The 'Skin Cancer Foundation' estimates that 10% of all skin cancers occur in the eyelids and ocular orbit, and as they appear in the form of a bulge or wart with a benign appearance, those affected do not usually give importance and When they go to the doctor, the tumor is already very extended inwards. The World Health Organization (WHO) estimates that in recent years the incidence of these tumors has increased by 3% and that two million cases are diagnosed annually.

10% of all skin cancers occur in the eyelids and ocular orbit; its appearance is usually benign, so those affected do not give importance and when they go to the doctor the tumor has already spread to the interior

The decrease in ozone layer It further accentuates the risks that exposure to solar radiation implies for visual health, according to data from a study conducted by researchers at the University of Pennsylvania, in the United States, which was published last February in the journal 'Retina'.

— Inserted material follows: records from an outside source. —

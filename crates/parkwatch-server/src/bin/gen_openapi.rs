//! Generates the OpenAPI specification to a JSON file.
//!
//! Run with: cargo run --bin gen-openapi -p parkwatch-server
//!
//! The generated file is placed in the workspace root for client generation.

use std::fs;
use std::path::PathBuf;

use anyhow::Context;

fn main() -> anyhow::Result<()> {
    println!("Generating OpenAPI specification...\n");

    let json = parkwatch_server::api::get_openapi_json()?;

    // Get project root (workspace root)
    let manifest_dir = PathBuf::from(env!("CARGO_MANIFEST_DIR"));
    let workspace_root = manifest_dir
        .parent()
        .and_then(|p| p.parent())
        .context("Could not find workspace root")?;

    let output_path = workspace_root.join("openapi.json");

    fs::write(&output_path, &json)
        .with_context(|| format!("Failed to write to {}", output_path.display()))?;

    println!("Written to: {}", output_path.display());

    // Parse to count paths and schemas
    if let Ok(spec) = serde_json::from_str::<serde_json::Value>(&json) {
        if let Some(paths) = spec.get("paths").and_then(|p| p.as_object()) {
            println!("Paths: {}", paths.len());
        }
        if let Some(schemas) = spec
            .pointer("/components/schemas")
            .and_then(|s| s.as_object())
        {
            println!("Schemas: {}", schemas.len());
        }
    }

    println!("\nOpenAPI specification generated successfully!");
    Ok(())
}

The Spanish Meteorological Agency warned in June that maximum levels of ultraviolet radiation country had been reached -between 10 and 11 points of a table whose values ​​range from 1 to 11- in many areas of our country.

The medical director of the Rementería Foundation, Dr. Javier Hurtado, points out that many Spaniards do not take preventive measures against solar radiation, something that is necessary throughout the year, and is essential in summer. The specialists of the Rementería Foundation advise avoiding direct exposure to the sun, wearing appropriate sunglasses, putting on hats or hats that provide shade to the eyes and applying cream -with a sun protection factor of 15 or higher- around the eyes.

Source: Rementería Foundation

UV Radiation and Eye Health (November 2019).